BEGIN

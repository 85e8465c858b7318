use serde::{Deserialize, Serialize};

/// Back-reference to the schema location a type reference originated from.
#[derive(Debug, Clone, PartialEq, Eq, Hash, Default, Serialize, Deserialize)]
pub struct Reference {
  pub path: String,
}

impl Reference {
  pub fn new(path: impl Into<String>) -> Self {
    Self { path: path.into() }
  }
}

/// A type reference appearing anywhere inside a model.
///
/// `type_name` starts out as the referenced model's bare name (or a builtin such as
/// `str`) and is rewritten by the resolver into its import-qualified form. A set
/// `module_name` marks the reference as modular: the target lives in that namespace.
#[derive(Debug, Clone, PartialEq, Eq, Default, Serialize, Deserialize)]
pub struct DataType {
  #[serde(rename = "type")]
  pub type_name: String,
  #[serde(default, skip_serializing_if = "Option::is_none")]
  pub module_name: Option<String>,
  #[serde(default, skip_serializing_if = "Option::is_none")]
  pub reference: Option<Reference>,
  /// Generic wrapper such as `List` or `Dict`; `data_types` holds its parameters.
  #[serde(default, skip_serializing_if = "Option::is_none")]
  pub container: Option<String>,
  #[serde(default, skip_serializing_if = "Vec::is_empty")]
  pub data_types: Vec<DataType>,
}

impl DataType {
  pub fn new(type_name: impl Into<String>) -> Self {
    Self {
      type_name: type_name.into(),
      ..Default::default()
    }
  }

  /// Reference to a model living in `module` (dotted namespace).
  pub fn model(module: &str, name: impl Into<String>) -> Self {
    Self {
      type_name: name.into(),
      module_name: (!module.is_empty()).then(|| module.to_string()),
      ..Default::default()
    }
  }

  pub fn container(container: impl Into<String>, data_types: Vec<DataType>) -> Self {
    let container = container.into();
    Self {
      type_name: container.clone(),
      container: Some(container),
      data_types,
      ..Default::default()
    }
  }

  #[must_use]
  pub fn with_reference(mut self, path: impl Into<String>) -> Self {
    self.reference = Some(Reference::new(path));
    self
  }

  pub fn is_modular(&self) -> bool {
    self.container.is_none() && self.module_name.as_deref().is_some_and(|module| !module.is_empty())
  }

  pub fn full_name(&self) -> String {
    match self.module_name.as_deref() {
      Some(module) if self.is_modular() => format!("{module}.{}", self.type_name),
      _ => self.type_name.clone(),
    }
  }

  /// Textual annotation for rendering, e.g. `List[d.Pet]`.
  pub fn type_hint(&self) -> String {
    match &self.container {
      Some(container) if !self.data_types.is_empty() => {
        let parameters: Vec<String> = self.data_types.iter().map(DataType::type_hint).collect();
        format!("{container}[{}]", parameters.join(", "))
      }
      Some(container) => container.clone(),
      None => self.type_name.clone(),
    }
  }

  pub fn visit<'a, F>(&'a self, visitor: &mut F)
  where
    F: FnMut(&'a DataType),
  {
    visitor(self);
    for nested in &self.data_types {
      nested.visit(visitor);
    }
  }

  pub fn visit_mut<F>(&mut self, visitor: &mut F)
  where
    F: FnMut(&mut DataType),
  {
    visitor(self);
    for nested in &mut self.data_types {
      nested.visit_mut(visitor);
    }
  }
}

END

Using the records above, say how many lines contain the word "nested". Write the number alone.

4